▸ **Data for the task**
//! # Timestamp normalization
//!
//! Every browser store encodes time differently: Chromium counts microseconds
//! since 1601-01-01, Firefox counts micro- or milliseconds since 1970, the
//! cache index counts seconds. All of them are converted here into the
//! canonical representation used by the rest of the crate: signed
//! microseconds since the Unix epoch, UTC.
//!
//! A canonical value of `0` means "timestamp unknown". It is not possible to
//! tell it apart from a genuine 1970-01-01T00:00:00Z instant.

use std::collections::BTreeMap;

use chrono::{DateTime, Utc};
use tracing::warn;

use crate::artefact::{Artefact, ArtefactType};

/// Seconds between 1601-01-01T00:00:00Z and 1970-01-01T00:00:00Z.
pub const FILETIME_UNIX_OFFSET_SECS: i64 = 11_644_473_600;

/// [`FILETIME_UNIX_OFFSET_SECS`] in microseconds.
pub const FILETIME_UNIX_OFFSET_MICROS: i64 = FILETIME_UNIX_OFFSET_SECS * 1_000_000;

/// Canonical value reserved for "unknown".
pub const UNKNOWN: i64 = 0;

#[derive(Debug, Clone, Copy, PartialEq, Eq)]
pub enum EpochKind {
    /// 1970-01-01T00:00:00Z
    Unix,
    /// 1601-01-01T00:00:00Z, used by Chromium-family stores.
    WindowsFiletime,
}

#[derive(Debug, Clone, Copy, PartialEq, Eq)]
pub enum TimeUnit {
    Seconds,
    Milliseconds,
    Microseconds,
}

impl TimeUnit {
    fn micros_per_unit(self) -> i64 {
        match self {
            TimeUnit::Seconds => 1_000_000,
            TimeUnit::Milliseconds => 1_000,
            TimeUnit::Microseconds => 1,
        }
    }
}

/// Convert a raw source timestamp into canonical microseconds since the Unix epoch.
///
/// Pure integer arithmetic. It saturates, so the mapping stays monotonic for
/// out-of-range inputs.
pub fn normalize(raw: i64, epoch: EpochKind, unit: TimeUnit) -> i64 {
    let micros = raw.saturating_mul(unit.micros_per_unit());
    match epoch {
        EpochKind::Unix => micros,
        EpochKind::WindowsFiletime => micros.saturating_sub(FILETIME_UNIX_OFFSET_MICROS),
    }
}

/// Like [`normalize`], but NULL columns and the stores' own "never" marker
/// (a raw `0`) come back as `None` whatever the epoch.
pub fn normalize_opt(raw: Option<i64>, epoch: EpochKind, unit: TimeUnit) -> Option<i64> {
    match raw {
        None | Some(0) => None,
        Some(value) => Some(normalize(value, epoch, unit)),
    }
}

pub fn to_datetime(micros: i64) -> Option<DateTime<Utc>> {
    let secs = micros.div_euclid(1_000_000);
    let nsecs = (micros.rem_euclid(1_000_000) as u32) * 1000;
    DateTime::<Utc>::from_timestamp(secs, nsecs)
}

pub fn from_datetime(dt: &DateTime<Utc>) -> i64 {
    dt.timestamp_micros()
}

/// Order of magnitude a timestamp appears to be expressed in, assuming it
/// denotes an instant after September 2001.
#[derive(Debug, Clone, Copy, PartialEq, Eq, PartialOrd, Ord)]
pub enum MagnitudeClass {
    Seconds,
    Milliseconds,
    Microseconds,
    Nanoseconds,
}

impl MagnitudeClass {
    pub fn as_str(self) -> &'static str {
        match self {
            MagnitudeClass::Seconds => "sec",
            MagnitudeClass::Milliseconds => "milli",
            MagnitudeClass::Microseconds => "micro",
            MagnitudeClass::Nanoseconds => "nano",
        }
    }
}

const EPOCH_SECONDS_FLOOR: i64 = 1_000_000_000;

/// Guess the unit of a value. `None` for unknown timestamps.
pub fn classify(value: i64) -> Option<MagnitudeClass> {
    if value == UNKNOWN {
        return None;
    }
    let value = value.unsigned_abs();
    let floor = EPOCH_SECONDS_FLOOR as u64;
    let class = if value >= floor * 1_000_000_000 {
        MagnitudeClass::Nanoseconds
    } else if value >= floor * 1_000_000 {
        MagnitudeClass::Microseconds
    } else if value >= floor * 1_000 {
        MagnitudeClass::Milliseconds
    } else {
        MagnitudeClass::Seconds
    };
    Some(class)
}

#[derive(Debug, Clone, PartialEq, Eq)]
pub struct MagnitudeMismatch {
    pub artefact_type: ArtefactType,
    pub expected: MagnitudeClass,
    pub found: MagnitudeClass,
    pub timestamp: i64,
}

/// Flag records whose timestamp magnitude disagrees with the first record of
/// the same artefact type. Purely diagnostic: mismatches are logged and
/// returned, extraction is never blocked.
pub fn check_consistency(records: &[Artefact]) -> Vec<MagnitudeMismatch> {
    let mut seen: BTreeMap<ArtefactType, MagnitudeClass> = BTreeMap::new();
    let mut mismatches = Vec::new();

    for record in records {
        let Some(class) = classify(record.timestamp) else {
            continue;
        };
        let expected = *seen.entry(record.artifact_type).or_insert(class);
        if expected != class {
            warn!(
                artefact_type = record.artifact_type.as_str(),
                expected = expected.as_str(),
                found = class.as_str(),
                timestamp = record.timestamp,
                date = %to_datetime(record.timestamp)
                    .map(|dt| dt.to_rfc3339())
                    .unwrap_or_else(|| "out of range".to_string()),
                "inconsistent timestamp magnitude"
            );
            mismatches.push(MagnitudeMismatch {
                artefact_type: record.artifact_type,
                expected,
                found: class,
                timestamp: record.timestamp,
            });
        }
    }

    mismatches
}

#[cfg(test)]
mod tests {
    use super::*;
    use crate::artefact::TimestampKind;

    // 2022-06-15T00:00:00Z
    const JUNE_2022_SECS: i64 = 1_655_251_200;

    #[test]
    fn converts_filetime_micros() {
        let raw = (JUNE_2022_SECS + FILETIME_UNIX_OFFSET_SECS) * 1_000_000;
        assert_eq!(
            normalize(raw, EpochKind::WindowsFiletime, TimeUnit::Microseconds),
            JUNE_2022_SECS * 1_000_000
        );
    }

    #[test]
    fn filetime_offset_matches_reference_instant() {
        // 13_303_353_600_000_000 is 2022-07-27T00:00:00Z in Chromium's encoding.
        let micros = normalize(
            13_303_353_600_000_000,
            EpochKind::WindowsFiletime,
            TimeUnit::Microseconds,
        );
        let dt = to_datetime(micros).expect("datetime");
        assert_eq!(dt.to_rfc3339(), "2022-07-27T00:00:00+00:00");
    }

    #[test]
    fn converts_unix_units() {
        assert_eq!(
            normalize(JUNE_2022_SECS, EpochKind::Unix, TimeUnit::Seconds),
            JUNE_2022_SECS * 1_000_000
        );
        assert_eq!(
            normalize(JUNE_2022_SECS * 1_000 + 7, EpochKind::Unix, TimeUnit::Milliseconds),
            JUNE_2022_SECS * 1_000_000 + 7_000
        );
        assert_eq!(
            normalize(42, EpochKind::Unix, TimeUnit::Microseconds),
            42
        );
    }

    #[test]
    fn raw_zero_is_unknown() {
        for epoch in [EpochKind::Unix, EpochKind::WindowsFiletime] {
            for unit in [TimeUnit::Seconds, TimeUnit::Milliseconds, TimeUnit::Microseconds] {
                assert_eq!(normalize_opt(Some(0), epoch, unit), None);
                assert_eq!(normalize_opt(None, epoch, unit), None);
            }
        }
        assert_eq!(
            normalize_opt(Some(JUNE_2022_SECS), EpochKind::Unix, TimeUnit::Seconds),
            Some(JUNE_2022_SECS * 1_000_000)
        );
    }

    #[test]
    fn normalize_is_monotonic() {
        let samples = [i64::MIN, -5_000, -1, 0, 1, 2, 1_000, JUNE_2022_SECS, i64::MAX / 2, i64::MAX];
        for epoch in [EpochKind::Unix, EpochKind::WindowsFiletime] {
            for unit in [TimeUnit::Seconds, TimeUnit::Milliseconds, TimeUnit::Microseconds] {
                for pair in samples.windows(2) {
                    assert!(
                        normalize(pair[0], epoch, unit) <= normalize(pair[1], epoch, unit),
                        "{epoch:?} {unit:?} {pair:?}"
                    );
                }
            }
        }
    }

    #[test]
    fn datetime_round_trip_handles_negative_micros() {
        let dt = to_datetime(-1).expect("datetime");
        assert_eq!(from_datetime(&dt), -1);
    }

    #[test]
    fn classifies_magnitudes() {
        assert_eq!(classify(0), None);
        assert_eq!(classify(JUNE_2022_SECS), Some(MagnitudeClass::Seconds));
        assert_eq!(classify(JUNE_2022_SECS * 1_000), Some(MagnitudeClass::Milliseconds));
        assert_eq!(classify(JUNE_2022_SECS * 1_000_000), Some(MagnitudeClass::Microseconds));
        assert_eq!(
            classify(JUNE_2022_SECS * 1_000_000_000),
            Some(MagnitudeClass::Nanoseconds)
        );
    }

    #[test]
    fn flags_inconsistent_records() {
        let mut ok = Artefact::new(ArtefactType::Cookie);
        ok.timestamp = JUNE_2022_SECS * 1_000_000;
        ok.timestamp_type = TimestampKind::CreationTime;
        let mut unknown = ok.clone();
        unknown.timestamp = 0;
        let mut odd = ok.clone();
        odd.timestamp = JUNE_2022_SECS;
        let mut other_type = odd.clone();
        other_type.artifact_type = ArtefactType::History;

        let mismatches = check_consistency(&[ok, unknown, odd, other_type]);
        assert_eq!(mismatches.len(), 1);
        assert_eq!(mismatches[0].artefact_type, ArtefactType::Cookie);
        assert_eq!(mismatches[0].expected, MagnitudeClass::Microseconds);
        assert_eq!(mismatches[0].found, MagnitudeClass::Seconds);
    }
}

▸ **Your objective**
Identify the lines above with the word "Option". Copy them.

▸ **Answer area**
pub fn normalize_opt(raw: Option<i64>, epoch: EpochKind, unit: TimeUnit) -> Option<i64> {
pub fn to_datetime(micros: i64) -> Option<DateTime<Utc>> {
pub fn classify(value: i64) -> Option<MagnitudeClass> {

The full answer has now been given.